Hence, the “practical” in Practical Forager. Or, to borrow that tried-and-true aphorism, “It’s more like teaching people how to fish rather than giving people a fish,” Feinstein said.

Ultimately, if you define “foraging” broadly to mean the simple act of gathering food, then everyone is a forager — whether you’re foraging at a restaurant or the supermarket or in the woods behind your house. And everyone, Feinstein said, can take steps to procure their food more directly from the natural world.

Feinstein is mostly known around the Bay Area for his foraging classes, which you can learn more about on FeralKevin.com. The website’s URL alludes to an online handle that Feinstein adopted during the pre-Facebook early Aughts. “‘Feral’ [refers to] something that has reverted from a domesticated state toward a wild state, but it’s not fully wild,” he explained. At the time, he chose the moniker because he felt the word was an apt analogy for what we as a human culture need to do — to “re-wild” ourselves in terms of our relationship with food and nature.

Feinstein said The Practical Forager — which, in many ways, will serve as a kind of “re-wilding” guide — should be available for purchase by December 2014.

E-ville’s Shiny New Food Pop-Up

We’ve written before about the Emeryville Public Market’s efforts to reinvent itself into something more destination-worthy and, well, cooler than a standard-order shopping plaza and food court.
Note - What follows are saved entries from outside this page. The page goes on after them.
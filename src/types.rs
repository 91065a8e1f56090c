use serde::{Deserialize, Serialize};
use std::collections::HashMap;
use std::path::PathBuf;

use crate::models::ColumnMap;

/// Result of scanning a source file for its header row.
#[derive(Debug, Clone, PartialEq, Serialize)]
pub struct HeaderScan {
    pub path: PathBuf,
    /// 0-based sheet row index.
    pub header_row: usize,
    /// False when no row matched and the index fell back to 0.
    pub detected: bool,
}

/// One data row read below the header.
#[derive(Debug, Clone, PartialEq, Serialize)]
pub struct SourceRow {
    /// 1-based sheet row, as shown by spreadsheet applications.
    pub sheet_row: usize,
    pub values: HashMap<String, String>,
}

impl SourceRow {
    pub fn value(&self, column: &str) -> &str {
        self.values.get(column).map(String::as_str).unwrap_or("")
    }
}

/// Totals mirrored from the footer formula chain.
#[derive(Debug, Clone, Copy, Default, PartialEq, Serialize)]
pub struct BudgetTotals {
    pub subtotal: f64,
    pub bdi_amount: f64,
    pub with_bdi: f64,
    pub deduction: f64,
    pub grand_total: f64,
}

/// What one successful generation produced.
#[derive(Debug, Clone, PartialEq, Serialize)]
pub struct GeneratedBudget {
    pub output_path: PathBuf,
    pub table_start: u32,
    pub last_item_row: u32,
    pub footer_start: u32,
    pub item_count: usize,
    pub group_count: usize,
    pub totals: BudgetTotals,
}

/// Persisted record of a completed generation.
#[derive(Debug, Clone, PartialEq, Serialize, Deserialize)]
pub struct RunRecord {
    pub id: i64,
    pub generated_at: String,
    pub project_name: String,
    pub location: String,
    pub bdi: f64,
    pub total_value: f64,
    pub output_path: String,
    pub item_count: i64,
    pub group_count: i64,
    pub duration_secs: f64,
}

#[derive(Debug, Clone, Default, PartialEq, Serialize)]
pub struct RunStats {
    pub total_runs: i64,
    pub total_value: f64,
    pub average_items: f64,
    pub last_project: Option<String>,
}

#[derive(Debug, Clone, PartialEq, Serialize, Deserialize)]
pub struct ColumnProfile {
    pub id: i64,
    pub name: String,
    pub column_mapping: ColumnMap,
}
The latest trend the Public Market is jumping on? The pop-up market.

Starting in October, the Public Market has brought in the Sacramento-based event agency Unseen Heroes to curate a series of weekly Thursday night pop-up events known as DISPLAY. Unseen Heroes co-founder Roshaun Davis explained that the basic idea is to take a relatively small space — in this case, the section of the Public Market food court between the ball pit and the rear entrance — and convert it into a sleek pop-up market that can be reconfigured from week to week to serve a variety of purposes.

The October pop-up series, which just ended, was focused on design. November’s theme will be food, so for one Thursday evening (November 14), the space will be configured to form several mini classrooms, where, for a small fee, participants will be able to take part in a variety of hands-on workshops — on how to make pizza dough, for instance, or how to make organic juice. On another Thursday (November 21), the pop-up will be set up as an artisan food market, with stalls run by local food vendors as well as those from all over the greater Bay Area.

The food-themed DISPLAY pop-up will kick off Thursday, November 7, from 5 to 9 p.m., with a launch event that will feature a smaller selection of both workshops and food vendors. There will be workshops on holistic nutrition, pie dough-making, and gomasia (a Japanese spice mixture), among others, and the food vendors will include several of the startups based at the incubator kitchen Kitchener Oakland — Stroopie Gourmet, LulaMae Bakes, and Keena’s Kitchen, to name a few.

Prospective vendors interested in participating in the food market or in December’s holiday-themed pop-up series can apply via DisplayEmeryville.com.